### [PROBLEM DESCRIPTION]
Would you copy each line of the data below that has "Returns"?
MATERIAL SUPPLIED START
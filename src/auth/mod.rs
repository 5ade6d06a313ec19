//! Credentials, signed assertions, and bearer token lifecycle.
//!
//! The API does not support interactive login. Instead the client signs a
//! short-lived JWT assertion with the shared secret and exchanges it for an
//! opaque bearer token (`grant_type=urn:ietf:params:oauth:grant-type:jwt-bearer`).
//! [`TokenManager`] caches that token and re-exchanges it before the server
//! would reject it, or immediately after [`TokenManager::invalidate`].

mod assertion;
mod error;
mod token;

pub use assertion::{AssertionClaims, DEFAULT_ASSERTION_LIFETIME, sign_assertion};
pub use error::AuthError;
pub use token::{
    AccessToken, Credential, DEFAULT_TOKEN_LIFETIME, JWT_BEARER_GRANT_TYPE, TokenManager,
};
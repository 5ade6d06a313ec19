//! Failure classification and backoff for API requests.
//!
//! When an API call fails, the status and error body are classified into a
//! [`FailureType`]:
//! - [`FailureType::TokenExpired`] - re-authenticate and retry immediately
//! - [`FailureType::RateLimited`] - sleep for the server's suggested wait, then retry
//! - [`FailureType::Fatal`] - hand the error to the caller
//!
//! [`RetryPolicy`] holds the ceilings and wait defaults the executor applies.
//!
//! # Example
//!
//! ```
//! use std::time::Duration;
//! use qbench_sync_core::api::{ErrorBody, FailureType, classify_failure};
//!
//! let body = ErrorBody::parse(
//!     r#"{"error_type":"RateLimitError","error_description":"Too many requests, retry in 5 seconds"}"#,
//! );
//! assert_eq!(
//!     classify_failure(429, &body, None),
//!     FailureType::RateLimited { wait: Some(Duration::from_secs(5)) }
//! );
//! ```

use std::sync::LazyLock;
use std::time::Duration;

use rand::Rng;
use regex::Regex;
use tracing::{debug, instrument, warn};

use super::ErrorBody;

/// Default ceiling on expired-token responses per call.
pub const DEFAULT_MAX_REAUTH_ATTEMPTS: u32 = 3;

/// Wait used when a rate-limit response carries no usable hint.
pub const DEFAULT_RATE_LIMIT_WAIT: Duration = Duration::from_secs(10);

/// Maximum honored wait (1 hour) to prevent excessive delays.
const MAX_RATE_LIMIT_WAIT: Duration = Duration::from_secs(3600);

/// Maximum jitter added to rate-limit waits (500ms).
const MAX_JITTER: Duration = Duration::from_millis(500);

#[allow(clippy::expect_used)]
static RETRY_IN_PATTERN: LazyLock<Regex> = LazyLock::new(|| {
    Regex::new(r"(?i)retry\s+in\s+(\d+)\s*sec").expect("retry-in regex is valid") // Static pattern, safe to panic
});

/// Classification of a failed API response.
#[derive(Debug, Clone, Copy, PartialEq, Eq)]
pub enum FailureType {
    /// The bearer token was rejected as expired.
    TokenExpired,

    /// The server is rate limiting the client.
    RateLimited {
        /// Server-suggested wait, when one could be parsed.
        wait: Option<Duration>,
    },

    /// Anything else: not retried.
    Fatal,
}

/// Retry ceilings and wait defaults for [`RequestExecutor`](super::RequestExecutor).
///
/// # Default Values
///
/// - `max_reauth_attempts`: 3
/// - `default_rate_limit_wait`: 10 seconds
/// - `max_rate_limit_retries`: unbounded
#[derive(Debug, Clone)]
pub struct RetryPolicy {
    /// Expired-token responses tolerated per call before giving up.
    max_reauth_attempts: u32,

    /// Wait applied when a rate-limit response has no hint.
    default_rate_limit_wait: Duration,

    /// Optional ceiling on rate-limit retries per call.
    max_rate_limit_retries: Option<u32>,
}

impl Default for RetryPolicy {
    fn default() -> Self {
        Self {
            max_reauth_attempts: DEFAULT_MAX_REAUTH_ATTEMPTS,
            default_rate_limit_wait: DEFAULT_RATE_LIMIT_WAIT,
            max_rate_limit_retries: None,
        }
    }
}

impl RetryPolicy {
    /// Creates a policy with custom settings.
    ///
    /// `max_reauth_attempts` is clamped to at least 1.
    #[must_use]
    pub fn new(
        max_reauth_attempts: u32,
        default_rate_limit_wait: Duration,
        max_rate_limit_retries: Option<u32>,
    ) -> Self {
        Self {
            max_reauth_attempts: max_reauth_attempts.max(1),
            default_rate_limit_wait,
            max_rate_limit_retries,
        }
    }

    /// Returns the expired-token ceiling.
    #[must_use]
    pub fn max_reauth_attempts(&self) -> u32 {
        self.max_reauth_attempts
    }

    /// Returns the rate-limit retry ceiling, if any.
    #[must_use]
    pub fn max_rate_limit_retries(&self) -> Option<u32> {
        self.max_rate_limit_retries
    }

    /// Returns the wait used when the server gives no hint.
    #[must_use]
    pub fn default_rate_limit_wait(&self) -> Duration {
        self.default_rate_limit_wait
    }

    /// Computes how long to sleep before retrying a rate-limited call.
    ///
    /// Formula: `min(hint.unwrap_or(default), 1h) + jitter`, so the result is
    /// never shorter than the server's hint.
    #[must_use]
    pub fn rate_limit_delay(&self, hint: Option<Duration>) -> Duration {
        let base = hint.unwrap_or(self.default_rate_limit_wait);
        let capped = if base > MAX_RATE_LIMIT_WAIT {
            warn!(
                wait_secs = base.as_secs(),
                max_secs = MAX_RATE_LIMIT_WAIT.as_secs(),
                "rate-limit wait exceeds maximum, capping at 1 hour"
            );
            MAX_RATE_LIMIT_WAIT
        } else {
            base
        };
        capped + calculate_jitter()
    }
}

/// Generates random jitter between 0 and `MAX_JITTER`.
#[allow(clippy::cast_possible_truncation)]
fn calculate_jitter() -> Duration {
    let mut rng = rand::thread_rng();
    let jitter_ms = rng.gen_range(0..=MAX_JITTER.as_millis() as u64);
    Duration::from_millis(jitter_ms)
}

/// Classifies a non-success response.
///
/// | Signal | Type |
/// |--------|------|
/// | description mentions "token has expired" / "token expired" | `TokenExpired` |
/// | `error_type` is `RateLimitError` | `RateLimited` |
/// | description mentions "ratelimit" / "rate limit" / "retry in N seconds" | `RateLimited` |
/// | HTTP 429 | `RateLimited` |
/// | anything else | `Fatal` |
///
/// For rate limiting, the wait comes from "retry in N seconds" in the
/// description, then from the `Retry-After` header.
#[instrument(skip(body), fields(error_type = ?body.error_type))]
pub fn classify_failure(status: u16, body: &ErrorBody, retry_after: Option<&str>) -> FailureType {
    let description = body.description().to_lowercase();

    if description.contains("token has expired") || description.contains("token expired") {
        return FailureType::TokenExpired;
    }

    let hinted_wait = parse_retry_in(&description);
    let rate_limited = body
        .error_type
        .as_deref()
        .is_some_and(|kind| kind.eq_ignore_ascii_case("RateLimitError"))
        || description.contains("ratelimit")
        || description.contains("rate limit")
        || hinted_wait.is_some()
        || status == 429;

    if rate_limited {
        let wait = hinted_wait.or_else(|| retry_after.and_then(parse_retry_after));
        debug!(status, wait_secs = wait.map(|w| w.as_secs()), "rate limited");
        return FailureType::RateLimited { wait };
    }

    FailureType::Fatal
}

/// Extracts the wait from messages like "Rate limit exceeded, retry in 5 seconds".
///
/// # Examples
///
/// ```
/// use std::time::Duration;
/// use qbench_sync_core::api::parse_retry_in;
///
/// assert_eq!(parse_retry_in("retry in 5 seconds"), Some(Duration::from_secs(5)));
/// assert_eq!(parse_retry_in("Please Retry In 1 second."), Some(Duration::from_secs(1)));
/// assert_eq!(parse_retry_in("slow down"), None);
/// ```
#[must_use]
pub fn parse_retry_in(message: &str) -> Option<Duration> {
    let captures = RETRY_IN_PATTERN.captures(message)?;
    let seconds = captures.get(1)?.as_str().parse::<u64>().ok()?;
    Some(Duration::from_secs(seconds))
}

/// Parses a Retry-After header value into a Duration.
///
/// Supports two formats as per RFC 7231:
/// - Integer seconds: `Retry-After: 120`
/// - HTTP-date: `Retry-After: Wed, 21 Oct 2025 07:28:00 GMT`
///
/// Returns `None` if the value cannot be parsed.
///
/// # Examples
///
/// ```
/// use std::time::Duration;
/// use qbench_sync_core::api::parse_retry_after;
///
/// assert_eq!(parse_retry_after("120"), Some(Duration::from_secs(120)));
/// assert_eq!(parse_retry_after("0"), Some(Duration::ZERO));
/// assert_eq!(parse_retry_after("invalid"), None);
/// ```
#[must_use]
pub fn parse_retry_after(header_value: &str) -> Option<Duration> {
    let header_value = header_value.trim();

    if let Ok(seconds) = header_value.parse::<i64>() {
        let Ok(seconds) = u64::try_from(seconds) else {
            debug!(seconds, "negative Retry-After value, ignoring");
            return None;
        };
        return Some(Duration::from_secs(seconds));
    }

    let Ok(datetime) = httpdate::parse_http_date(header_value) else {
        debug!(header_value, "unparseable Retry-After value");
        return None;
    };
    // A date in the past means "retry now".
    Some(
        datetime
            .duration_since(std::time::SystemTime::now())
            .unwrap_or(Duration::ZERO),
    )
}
MATERIAL SUPPLIED END
MATERIAL SUPPLIED START
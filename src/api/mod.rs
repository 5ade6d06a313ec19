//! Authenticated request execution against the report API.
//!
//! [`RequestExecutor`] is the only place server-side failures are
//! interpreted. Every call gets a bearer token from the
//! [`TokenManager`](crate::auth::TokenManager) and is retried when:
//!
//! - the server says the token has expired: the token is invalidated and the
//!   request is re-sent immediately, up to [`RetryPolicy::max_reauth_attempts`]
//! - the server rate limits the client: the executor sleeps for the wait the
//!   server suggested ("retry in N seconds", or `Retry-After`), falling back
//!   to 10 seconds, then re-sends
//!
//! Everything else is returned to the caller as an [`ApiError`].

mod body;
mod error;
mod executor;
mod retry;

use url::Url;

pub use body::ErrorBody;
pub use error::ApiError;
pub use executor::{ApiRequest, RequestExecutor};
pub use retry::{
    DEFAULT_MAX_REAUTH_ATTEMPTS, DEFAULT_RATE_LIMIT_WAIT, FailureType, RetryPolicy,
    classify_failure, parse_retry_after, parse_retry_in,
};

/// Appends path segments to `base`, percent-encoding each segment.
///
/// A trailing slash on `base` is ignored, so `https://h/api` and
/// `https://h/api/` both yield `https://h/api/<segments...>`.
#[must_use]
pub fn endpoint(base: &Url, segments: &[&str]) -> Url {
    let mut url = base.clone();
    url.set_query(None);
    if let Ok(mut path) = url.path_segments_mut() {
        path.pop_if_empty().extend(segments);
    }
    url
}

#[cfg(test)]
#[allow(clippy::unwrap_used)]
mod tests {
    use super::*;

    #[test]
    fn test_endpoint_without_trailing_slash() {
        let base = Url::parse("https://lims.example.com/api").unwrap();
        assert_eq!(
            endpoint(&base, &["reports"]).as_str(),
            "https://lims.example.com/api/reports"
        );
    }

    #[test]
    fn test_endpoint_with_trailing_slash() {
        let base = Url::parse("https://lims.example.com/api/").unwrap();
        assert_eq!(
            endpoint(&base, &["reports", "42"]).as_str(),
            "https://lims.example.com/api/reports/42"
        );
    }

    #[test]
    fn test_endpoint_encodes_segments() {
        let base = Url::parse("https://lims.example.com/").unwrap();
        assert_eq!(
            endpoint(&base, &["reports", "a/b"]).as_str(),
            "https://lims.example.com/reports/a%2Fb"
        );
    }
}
MATERIAL SUPPLIED END
### [ANSWER TO THIS PROBLEM]
    /// Returns the expired-token ceiling.
    /// Returns the rate-limit retry ceiling, if any.
    /// Returns the wait used when the server gives no hint.
/// Returns `None` if the value cannot be parsed.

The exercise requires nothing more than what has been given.